Patrakarpuram ) Cheap Call Girls In Lucknow (Adult Only) 🧈 8923113531 𓀓 Esco...akbard9823
 
Olivia Cox. intertextual references.pptx
Olivia Cox. intertextual references.pptxOlivia Cox. intertextual references.pptx
Olivia Cox. intertextual references.pptxLauraFagan6
 
Turn Lock Take Key Storyboard Daniel Johnson
Turn Lock Take Key Storyboard Daniel JohnsonTurn Lock Take Key Storyboard Daniel Johnson
Turn Lock Take Key Storyboard Daniel Johnsonthephillipta
 

Recently uploaded (20)

Call Girl in Bur Dubai O5286O4116 Indian Call Girls in Bur Dubai By VIP Bur D...
Call Girl in Bur Dubai O5286O4116 Indian Call Girls in Bur Dubai By VIP Bur D...Call Girl in Bur Dubai O5286O4116 Indian Call Girls in Bur Dubai By VIP Bur D...

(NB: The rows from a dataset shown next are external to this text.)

/// Durable SQLite-backed storage for scheduled task definitions.
///
/// One row per task: schedule parameters, the opaque handler config as JSON,
/// run-state and counters. Timestamps are RFC 3339 UTC text with a fixed
/// precision so they also sort lexically.
use std::sync::Mutex;

use anyhow::{Context, Result};
use async_trait::async_trait;
use chrono::{DateTime, SecondsFormat, Utc};
use rusqlite::types::Type;
use rusqlite::{params, params_from_iter, Connection, OptionalExtension, Row, ToSql};
use tracing::{info, warn};

use pacer_core::{
    RunStats, RunStatus, Schedule, SchedulerError, Task, TaskFilter, TaskId, TaskPatch, TaskStore,
};

const SCHEMA: &str = r#"
    PRAGMA journal_mode=WAL;
    CREATE TABLE IF NOT EXISTS scheduled_tasks (
        id               TEXT PRIMARY KEY,
        name             TEXT NOT NULL,
        task_type        TEXT NOT NULL,
        description      TEXT,
        schedule_type    TEXT NOT NULL,
        cron_expression  TEXT,
        interval_minutes INTEGER,
        scheduled_time   TEXT,
        config           TEXT NOT NULL DEFAULT '{}',
        is_active        INTEGER NOT NULL DEFAULT 1,
        is_running       INTEGER NOT NULL DEFAULT 0,
        last_run_at      TEXT,
        last_run_status  TEXT NOT NULL DEFAULT 'none',
        last_run_message TEXT,
        next_run_at      TEXT,
        total_runs       INTEGER NOT NULL DEFAULT 0,
        successful_runs  INTEGER NOT NULL DEFAULT 0,
        failed_runs      INTEGER NOT NULL DEFAULT 0,
        created_at       TEXT NOT NULL,
        updated_at       TEXT NOT NULL,
        CHECK (
            (schedule_type = 'cron' AND cron_expression IS NOT NULL
                AND interval_minutes IS NULL AND scheduled_time IS NULL)
         OR (schedule_type = 'interval' AND interval_minutes IS NOT NULL
                AND cron_expression IS NULL AND scheduled_time IS NULL)
         OR (schedule_type = 'one_time' AND scheduled_time IS NOT NULL
                AND cron_expression IS NULL AND interval_minutes IS NULL)
        )
    );
    CREATE INDEX IF NOT EXISTS idx_scheduled_tasks_dispatch
        ON scheduled_tasks(is_active, is_running);
"#;

const COLUMNS: &str = "id, name, task_type, description, schedule_type, cron_expression,
    interval_minutes, scheduled_time, config, is_active, is_running, last_run_at,
    last_run_status, last_run_message, next_run_at, total_runs, successful_runs,
    failed_runs, created_at, updated_at";

pub struct SqliteTaskStore {
    conn: Mutex<Connection>,
}

impl SqliteTaskStore {
    pub fn open(db_path: &str) -> Result<Self> {
        let conn = Connection::open(db_path).context("open task store")?;
        let store = Self::init(conn)?;
        info!(path = %db_path, "Task store opened");
        Ok(store)
    }

    /// Create an in-memory store (for testing).
    pub fn in_memory() -> Result<Self> {
        let conn = Connection::open_in_memory().context("open in-memory task store")?;
        Self::init(conn)
    }

    fn init(conn: Connection) -> Result<Self> {
        conn.execute_batch(SCHEMA).context("create scheduled_tasks schema")?;
        Ok(Self {
            conn: Mutex::new(conn),
        })
    }

    fn with_conn<T>(&self, f: impl FnOnce(&Connection) -> Result<T>) -> Result<T, SchedulerError> {
        let conn = self
            .conn
            .lock()
            .map_err(|_| SchedulerError::store("task store connection poisoned"))?;
        f(&conn).map_err(|e| SchedulerError::store(format!("{e:#}")))
    }

    fn fetch(conn: &Connection, id: TaskId) -> Result<Option<Task>> {
        let sql = format!("SELECT {COLUMNS} FROM scheduled_tasks WHERE id = ?1");
        let task = conn
            .query_row(&sql, params![id.to_string()], task_from_row)
            .optional()?;
        Ok(task)
    }
}

#[async_trait]
impl TaskStore for SqliteTaskStore {
    async fn query(&self, filter: &TaskFilter) -> Result<Vec<Task>, SchedulerError> {
        self.with_conn(|conn| {
            let (clause, values) = where_clause(filter);
            let sql = format!("SELECT {COLUMNS} FROM scheduled_tasks{clause} ORDER BY created_at ASC");
            let mut stmt = conn.prepare(&sql)?;
            let tasks = stmt
                .query_map(params_from_iter(values.iter()), task_from_row)?
                .filter_map(|row| match row {
                    Ok(task) => Some(task),
                    Err(e) => {
                        warn!(error = %e, "Skipping unreadable task row");
                        None
                    }
                })
                .collect();
            Ok(tasks)
        })
    }

    async fn get(&self, id: TaskId) -> Result<Option<Task>, SchedulerError> {
        self.with_conn(|conn| Self::fetch(conn, id))
    }

    async fn insert(&self, task: Task) -> Result<Task, SchedulerError> {
        self.with_conn(|conn| {
            let (schedule_type, cron_expression, interval_minutes, scheduled_time) =
                schedule_columns(&task.schedule);
            conn.execute(
                &format!(
                    "INSERT INTO scheduled_tasks ({COLUMNS})
                     VALUES (?1,?2,?3,?4,?5,?6,?7,?8,?9,?10,?11,?12,?13,?14,?15,?16,?17,?18,?19,?20)"
                ),
                params![
                    task.id.to_string(),
                    task.name,
                    task.task_type,
                    task.description,
                    schedule_type,
                    cron_expression,
                    interval_minutes,
                    scheduled_time,
                    serde_json::to_string(&task.config)?,
                    task.is_active,
                    task.is_running,
                    task.last_run_at.map(ts),
                    task.last_run_status.as_str(),
                    task.last_run_message,
                    task.next_run_at.map(ts),
                    task.stats.total_runs as i64,
                    task.stats.successful_runs as i64,
                    task.stats.failed_runs as i64,
                    ts(task.created_at),
                    ts(task.updated_at),
                ],
            )
            .with_context(|| format!("insert task {}", task.id))?;
            Ok(task)
        })
    }

    async fn update(&self, id: TaskId, patch: TaskPatch) -> Result<Task, SchedulerError> {
        let updated = self.with_conn(|conn| {
            let mut sets: Vec<&'static str> = Vec::new();
            let mut values: Vec<Box<dyn ToSql>> = Vec::new();
            let mut set = |column: &'static str, value: Box<dyn ToSql>| {
                sets.push(column);
                values.push(value);
            };

            if let Some(name) = patch.name {
                set("name", Box::new(name));
            }
            if let Some(task_type) = patch.task_type {
                set("task_type", Box::new(task_type));
            }
            if let Some(description) = patch.description {
                set("description", Box::new(description));
            }
            if let Some(schedule) = &patch.schedule {
                let (kind, cron, interval, at) = schedule_columns(schedule);
                set("schedule_type", Box::new(kind));
                set("cron_expression", Box::new(cron));
                set("interval_minutes", Box::new(interval));
                set("scheduled_time", Box::new(at));
            }
            if let Some(config) = &patch.config {
                set("config", Box::new(serde_json::to_string(config)?));
            }
            if let Some(is_active) = patch.is_active {
                set("is_active", Box::new(is_active));
            }
            if let Some(is_running) = patch.is_running {
                set("is_running", Box::new(is_running));
            }
            if let Some(last_run_at) = patch.last_run_at {
                set("last_run_at", Box::new(last_run_at.map(ts)));
            }
            if let Some(status) = patch.last_run_status {
                set("last_run_status", Box::new(status.as_str()));
            }
            if let Some(message) = patch.last_run_message {
                set("last_run_message", Box::new(message));
            }
            if let Some(next_run_at) = patch.next_run_at {
                set("next_run_at", Box::new(next_run_at.map(ts)));
            }
            set("updated_at", Box::new(ts(Utc::now())));

            let assignments: Vec<String> = sets
                .iter()
                .enumerate()
                .map(|(i, column)| format!("{column} = ?{}", i + 1))
                .collect();
            let sql = format!(
                "UPDATE scheduled_tasks SET {} WHERE id = ?{}",
                assignments.join(", "),
                values.len() + 1
            );
            values.push(Box::new(id.to_string()));

            let n = conn
                .execute(&sql, params_from_iter(values.iter()))
                .with_context(|| format!("update task {id}"))?;
            if n == 0 {
                return Ok(None);
            }
            Self::fetch(conn, id)
        })?;
        updated.ok_or(SchedulerError::NotFound(id))
    }

    async fn delete(&self, id: TaskId) -> Result<bool, SchedulerError> {
        self.with_conn(|conn| {
            let n = conn.execute(
                "DELETE FROM scheduled_tasks WHERE id = ?1",
                params![id.to_string()],
            )?;
            Ok(n > 0)
        })
    }

    async fn increment_run_counters(
        &self,
        id: TaskId,
        status: RunStatus,
    ) -> Result<RunStats, SchedulerError> {
        let (ok, failed) = match status {
            RunStatus::Success => (1, 0),
            RunStatus::Failed => (0, 1),
            RunStatus::None => (0, 0),
        };
        let stats = self.with_conn(|conn| {
            conn.execute(
                "UPDATE scheduled_tasks
                 SET total_runs = total_runs + ?2 + ?3,
                     successful_runs = successful_runs + ?2,
                     failed_runs = failed_runs + ?3
                 WHERE id = ?1",
                params![id.to_string(), ok, failed],
            )?;
            let stats = conn
                .query_row(
                    "SELECT total_runs, successful_runs, failed_runs
                     FROM scheduled_tasks WHERE id = ?1",
                    params![id.to_string()],
                    |row| {
                        Ok(RunStats {
                            total_runs: row.get::<_, i64>(0)? as u64,
                            successful_runs: row.get::<_, i64>(1)? as u64,
                            failed_runs: row.get::<_, i64>(2)? as u64,
                        })
                    },
                )
                .optional()?;
            Ok(stats)
        })?;
        stats.ok_or(SchedulerError::NotFound(id))
    }

    async fn try_claim(&self, id: TaskId, now: DateTime<Utc>) -> Result<bool, SchedulerError> {
        let claimed = self.with_conn(|conn| {
            let n = conn.execute(
                "UPDATE scheduled_tasks
                 SET is_running = 1, last_run_at = ?2, updated_at = ?2
                 WHERE id = ?1 AND is_running = 0",
                params![id.to_string(), ts(now)],
            )?;
            if n == 1 {
                return Ok(Some(true));
            }
            let exists: Option<i64> = conn
                .query_row(
                    "SELECT 1 FROM scheduled_tasks WHERE id = ?1",
                    params![id.to_string()],
                    |row| row.get(0),
                )
                .optional()?;
            Ok(exists.map(|_| false))
        })?;
        claimed.ok_or(SchedulerError::NotFound(id))
    }

    async fn count(&self, filter: &TaskFilter) -> Result<u64, SchedulerError> {
        self.with_conn(|conn| {
            let (clause, values) = where_clause(filter);
            let sql = format!("SELECT COUNT(*) FROM scheduled_tasks{clause}");
            let n: i64 = conn.query_row(&sql, params_from_iter(values.iter()), |row| row.get(0))?;
            Ok(n as u64)
        })
    }
}

pub(crate) fn ts(at: DateTime<Utc>) -> String {
    at.to_rfc3339_opts(SecondsFormat::Micros, true)
}

pub(crate) fn parse_ts(idx: usize, raw: &str) -> rusqlite::Result<DateTime<Utc>> {
    DateTime::parse_from_rfc3339(raw)
        .map(|dt| dt.with_timezone(&Utc))
        .map_err(|e| rusqlite::Error::FromSqlConversionFailure(idx, Type::Text, Box::new(e)))
}

fn parse_opt_ts(idx: usize, raw: Option<String>) -> rusqlite::Result<Option<DateTime<Utc>>> {
    raw.map(|s| parse_ts(idx, &s)).transpose()
}

fn where_clause(filter: &TaskFilter) -> (String, Vec<bool>) {
    let mut conditions = Vec::new();
    let mut values = Vec::new();
    if let Some(active) = filter.is_active {
        values.push(active);
        conditions.push(format!("is_active = ?{}", values.len()));
    }
    if let Some(running) = filter.is_running {
        values.push(running);
        conditions.push(format!("is_running = ?{}", values.len()));
    }
    if conditions.is_empty() {
        (String::new(), values)
    } else {
        (format!(" WHERE {}", conditions.join(" AND ")), values)
    }
}

fn schedule_columns(
    schedule: &Schedule,
) -> (&'static str, Option<String>, Option<i64>, Option<String>) {
    let kind = schedule.kind().as_str();
    match schedule {
        Schedule::Cron { cron_expression } => (kind, Some(cron_expression.clone()), None, None),
        Schedule::Interval { interval_minutes } => {
            (kind, None, Some(i64::from(*interval_minutes)), None)
        }
        Schedule::OneTime { scheduled_time } => (kind, None, None, Some(ts(*scheduled_time))),
    }
}

fn conversion_error(idx: usize, err: impl std::error::Error + Send + Sync + 'static) -> rusqlite::Error {
    rusqlite::Error::FromSqlConversionFailure(idx, Type::Text, Box::new(err))
}

fn task_from_row(row: &Row<'_>) -> rusqlite::Result<Task> {
    let id: String = row.get(0)?;
    let schedule_type: String = row.get(4)?;
    let schedule = match schedule_type.as_str() {
        "cron" => Schedule::Cron {
            cron_expression: row.get(5)?,
        },
        "interval" => Schedule::Interval {
            interval_minutes: u32::try_from(row.get::<_, i64>(6)?)
                .map_err(|e| conversion_error(6, e))?,
        },
        "one_time" => Schedule::OneTime {
            scheduled_time: parse_ts(7, &row.get::<_, String>(7)?)?,
        },
        other => {
            return Err(conversion_error(
                4,
                SchedulerError::InvalidSchedule(format!("unknown schedule_type {other}")),
            ))
        }
    };
    let config: String = row.get(8)?;
    let status: String = row.get(12)?;

    Ok(Task {
        id: id.parse().map_err(|e| conversion_error(0, e))?,
        name: row.get(1)?,
        task_type: row.get(2)?,
        description: row.get(3)?,
        schedule,
        config: serde_json::from_str(&config).map_err(|e| conversion_error(8, e))?,
        is_active: row.get(9)?,
        is_running: row.get(10)?,
        last_run_at: parse_opt_ts(11, row.get(11)?)?,
        last_run_status: status.parse().map_err(|e| conversion_error(12, e))?,
        last_run_message: row.get(13)?,
        next_run_at: parse_opt_ts(14, row.get(14)?)?,
        stats: RunStats {
            total_runs: row.get::<_, i64>(15)? as u64,
            successful_runs: row.get::<_, i64>(16)? as u64,
            failed_runs: row.get::<_, i64>(17)? as u64,
        },
        created_at: parse_ts(18, &row.get::<_, String>(18)?)?,
        updated_at: parse_ts(19, &row.get::<_, String>(19)?)?,
    })
}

Call Girl in Bur Dubai O5286O4116 Indian Call Girls in Bur Dubai By VIP Bur D...
 
Lucknow 💋 Virgin Call Girls Lucknow | Book 8923113531 Extreme Naughty Call Gi...

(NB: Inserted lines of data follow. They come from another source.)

//! Shared types, traits and errors for the Pacer task scheduler.

pub mod error;
pub mod traits;
pub mod types;

pub use error::{HandlerError, SchedulerError};
pub use traits::{RunHistory, TaskHandler, TaskStore};
pub use types::{
    HandlerOutcome, RunRecord, RunStats, RunStatus, RunTrigger, Schedule, ScheduleType, SchedulerStatus, Task,
    TaskConfig, TaskFilter, TaskId, TaskPatch, TaskType,
};
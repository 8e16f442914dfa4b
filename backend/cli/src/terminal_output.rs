//! Terminal output for the read-only commands: notes and plain-text tables.

use chrono::{DateTime, Utc};

use pacer_core::RunStatus;

pub const RESET: &str = "\x1b[0m";
pub const BOLD: &str = "\x1b[1m";
pub const DIM: &str = "\x1b[2m";
pub const RED: &str = "\x1b[31m";
pub const GREEN: &str = "\x1b[32m";
pub const YELLOW: &str = "\x1b[33m";
pub const CYAN: &str = "\x1b[36m";

/// Honours `NO_COLOR` and dumb terminals.
pub fn supports_color() -> bool {
    std::env::var("NO_COLOR").is_err()
        && (std::env::var("COLORTERM").is_ok()
            || std::env::var("TERM").is_ok_and(|t| t != "dumb"))
}

fn paint(style: &str, text: &str) -> String {
    if supports_color() {
        format!("{style}{text}{RESET}")
    } else {
        text.to_string()
    }
}

/// Remove ANSI escape sequences so widths reflect visible characters.
pub fn strip_ansi(s: &str) -> String {
    let mut out = String::with_capacity(s.len());
    let mut chars = s.chars();
    while let Some(c) = chars.next() {
        if c == '\x1b' {
            chars.by_ref().find(|&next| next == 'm');
        } else {
            out.push(c);
        }
    }
    out
}

fn visible_width(s: &str) -> usize {
    strip_ansi(s).chars().count()
}

pub fn note_success(msg: &str) {
    if supports_color() {
        println!("{GREEN}{BOLD}✓{RESET} {msg}");
    } else {
        println!("OK: {msg}");
    }
}

pub fn note_warn(msg: &str) {
    if supports_color() {
        println!("{YELLOW}{BOLD}⚠{RESET} {msg}");
    } else {
        println!("WARN: {msg}");
    }
}

pub fn note_error(msg: &str) {
    if supports_color() {
        eprintln!("{RED}{BOLD}✗{RESET} {msg}");
    } else {
        eprintln!("ERROR: {msg}");
    }
}

/// Colored label for a task's last outcome.
pub fn run_status_cell(status: RunStatus) -> String {
    match status {
        RunStatus::Success => paint(GREEN, "success"),
        RunStatus::Failed => paint(RED, "failed"),
        RunStatus::None => paint(DIM, "never"),
    }
}

pub fn flag_cell(on: bool, label: &str) -> String {
    if on {
        paint(CYAN, label)
    } else {
        paint(DIM, "-")
    }
}

/// `YYYY-MM-DD HH:MM` in UTC, or `-`.
pub fn time_cell(at: Option<DateTime<Utc>>) -> String {
    at.map(|t| t.format("%Y-%m-%d %H:%M").to_string())
        .unwrap_or_else(|| "-".to_string())
}

/// Cut `s` to `max` visible characters, ending in `…` when shortened.
pub fn truncate(s: &str, max: usize) -> String {
    if s.chars().count() <= max {
        return s.to_string();
    }
    let mut cut: String = s.chars().take(max.saturating_sub(1)).collect();
    cut.push('…');
    cut
}

#[derive(Clone, Copy)]
pub enum Align {
    Left,
    Right,
}

/// Column-aligned table with a bold header and a dashed rule.
#[derive(Default)]
pub struct Table {
    headers: Vec<(String, Align)>,
    rows: Vec<Vec<String>>,
}

impl Table {
    pub fn new() -> Self {
        Self::default()
    }

    pub fn column(mut self, header: &str, align: Align) -> Self {
        self.headers.push((header.to_string(), align));
        self
    }

    pub fn row(&mut self, cells: Vec<String>) {
        self.rows.push(cells);
    }

    pub fn is_empty(&self) -> bool {
        self.rows.is_empty()
    }

    pub fn render(&self) -> String {
        let mut widths: Vec<usize> = self.headers.iter().map(|(h, _)| visible_width(h)).collect();
        for row in &self.rows {
            for (width, cell) in widths.iter_mut().zip(row) {
                *width = (*width).max(visible_width(cell));
            }
        }

        let line = |cells: &[String]| -> String {
            let padded: Vec<String> = self
                .headers
                .iter()
                .zip(&widths)
                .enumerate()
                .map(|(i, ((_, align), width))| {
                    let cell = cells.get(i).map(String::as_str).unwrap_or("");
                    let pad = " ".repeat(width.saturating_sub(visible_width(cell)));
                    match align {
                        Align::Left => format!("{cell}{pad}"),
                        Align::Right => format!("{pad}{cell}"),
                    }
                })
                .collect();
            padded.join("  ").trim_end().to_string()
        };

        let header: Vec<String> = self.headers.iter().map(|(h, _)| h.clone()).collect();
        let rule: Vec<String> = widths.iter().map(|w| "-".repeat(*w)).collect();

        let mut out = paint(BOLD, &line(&header));
        out.push('\n');
        out.push_str(&rule.join("  "));
        out.push('\n');
        for row in &self.rows {
            out.push_str(&line(row));
            out.push('\n');
        }
        out
    }
}

#[cfg(test)]
mod tests {
    use super::*;

    #[test]
    fn strips_ansi_sequences() {
        assert_eq!(strip_ansi(&format!("{RED}failed{RESET}")), "failed");
    }

    #[test]
    fn table_aligns_on_visible_width() {
        let mut table = Table::new()
            .column("Name", Align::Left)
            .column("Runs", Align::Right);
        table.row(vec![format!("{GREEN}import{RESET}"), "12".into()]);
        table.row(vec!["ratings".into(), "3".into()]);

        let plain = strip_ansi(&table.render());
        let lines: Vec<&str> = plain.lines().collect();
        assert_eq!(lines[0], "Name     Runs");
        assert_eq!(lines[1], "-------  ----");
        assert_eq!(lines[2], "import     12");
        assert_eq!(lines[3], "ratings     3");
    }

    #[test]
    fn truncates_long_names() {
        assert_eq!(truncate("Daily meetings import", 10), "Daily mee…");
        assert_eq!(truncate("short", 10), "short");
    }
}
//! Upstream meetings provider.
//!
//! One endpoint matters: `GET {base}/form/meetingslist?meetingDate=YYYY-MM-DD&apiKey=...`.
//! The body is either `{"payLoad": [...]}` or a bare array of meetings.

use std::time::Duration;

use anyhow::{Context, Result};
use async_trait::async_trait;
use chrono::NaiveDate;
use reqwest::Client;
use serde::{Deserialize, Deserializer, Serialize};
use serde_json::Value;
use tracing::debug;

pub const DEFAULT_BASE_URL: &str = "https://api.puntingform.com.au/v2";
const REQUEST_TIMEOUT: Duration = Duration::from_secs(30);

#[derive(Debug, Clone, Default, PartialEq, Serialize, Deserialize)]
#[serde(rename_all = "camelCase")]
pub struct UpstreamTrack {
    #[serde(default)]
    pub name: String,
    #[serde(default, deserialize_with = "string_or_number")]
    pub track_id: String,
    #[serde(default)]
    pub state: String,
    #[serde(default)]
    pub location: String,
    #[serde(default)]
    pub abbrev: String,
}

#[derive(Debug, Clone, Default, PartialEq, Serialize, Deserialize)]
#[serde(rename_all = "camelCase")]
pub struct UpstreamMeeting {
    #[serde(default, deserialize_with = "string_or_number")]
    pub meeting_id: String,
    #[serde(default)]
    pub track: UpstreamTrack,
    pub stage: Option<String>,
    pub tab_meeting: Option<bool>,
    pub rail_position: Option<String>,
    pub expected_condition: Option<String>,
    pub is_barrier_trial: Option<bool>,
    pub is_jumps: Option<bool>,
    pub has_sectionals: Option<bool>,
    pub form_updated: Option<String>,
    pub results_updated: Option<String>,
    pub sectionals_updated: Option<String>,
    #[serde(alias = "ratings_updated", alias = "RatingsUpdated")]
    pub ratings_updated: Option<String>,
}

/// Ids arrive as numbers or strings depending on the endpoint version.
fn string_or_number<'de, D: Deserializer<'de>>(d: D) -> Result<String, D::Error> {
    Ok(match Value::deserialize(d)? {
        Value::String(s) => s,
        Value::Null => String::new(),
        other => other.to_string(),
    })
}

#[derive(Deserialize)]
#[serde(untagged)]
enum MeetingsList {
    Bare(Vec<UpstreamMeeting>),
    Wrapped {
        #[serde(rename = "payLoad", default)]
        pay_load: Option<Vec<UpstreamMeeting>>,
    },
}

impl MeetingsList {
    fn into_meetings(self) -> Vec<UpstreamMeeting> {
        match self {
            MeetingsList::Bare(meetings) => meetings,
            MeetingsList::Wrapped { pay_load } => pay_load.unwrap_or_default(),
        }
    }
}

/// Source of meeting listings, one call per date.
#[async_trait]
pub trait MeetingsSource: Send + Sync {
    async fn meetings_for_date(&self, date: NaiveDate) -> Result<Vec<UpstreamMeeting>>;
}

/// HTTP client for the meetings provider.
pub struct UpstreamClient {
    client: Client,
    base_url: String,
    api_key: String,
}

impl UpstreamClient {
    pub fn new(base_url: impl Into<String>, api_key: impl Into<String>) -> Result<Self> {
        let client = Client::builder()
            .timeout(REQUEST_TIMEOUT)
            .build()
            .context("build upstream HTTP client")?;
        Ok(Self {
            client,
            base_url: base_url.into().trim_end_matches('/').to_string(),
            api_key: api_key.into(),
        })
    }
}

#[async_trait]
impl MeetingsSource for UpstreamClient {
    async fn meetings_for_date(&self, date: NaiveDate) -> Result<Vec<UpstreamMeeting>> {
        let date = date.format("%Y-%m-%d").to_string();
        debug!(meeting_date = %date, "Fetching upstream meetings list");

        let response = self
            .client
            .get(format!("{}/form/meetingslist", self.base_url))
            .query(&[("meetingDate", date.as_str()), ("apiKey", self.api_key.as_str())])
            .send()
            .await
            .map_err(|e| e.without_url())
            .context("upstream meetings request failed")?;

        let status = response.status();
        if !status.is_success() {
            let body = response.text().await.unwrap_or_default();
            anyhow::bail!("upstream returned {status}: {body}");
        }

        let list: MeetingsList = response
            .json()
            .await
            .map_err(|e| e.without_url())
            .context("decode upstream meetings list")?;
        Ok(list.into_meetings())
    }
}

Lucknow 💋 Virgin Call Girls Lucknow | Book 8923113531 Extreme Naughty Call Gi...Lucknow 💋 Virgin Call Girls Lucknow | Book 8923113531 Extreme Naughty Call Gi...
Lucknow 💋 Virgin Call Girls Lucknow | Book 8923113531 Extreme Naughty Call Gi...
 
Bridge Fight Board by Daniel Johnson dtjohnsonart.com
Bridge Fight Board by Daniel Johnson dtjohnsonart.comBridge Fight Board by Daniel Johnson dtjohnsonart.com
Bridge Fight Board by Daniel Johnson dtjohnsonart.com
 
Mandi House Call Girls : ☎ 8527673949, Low rate Call Girls
Mandi House Call Girls : ☎ 8527673949, Low rate Call GirlsMandi House Call Girls : ☎ 8527673949, Low rate Call Girls
Mandi House Call Girls : ☎ 8527673949, Low rate Call Girls
 
Bur Dubai Call Girls # 971504361175 # Call Girls In Bur Dubai || (UAE)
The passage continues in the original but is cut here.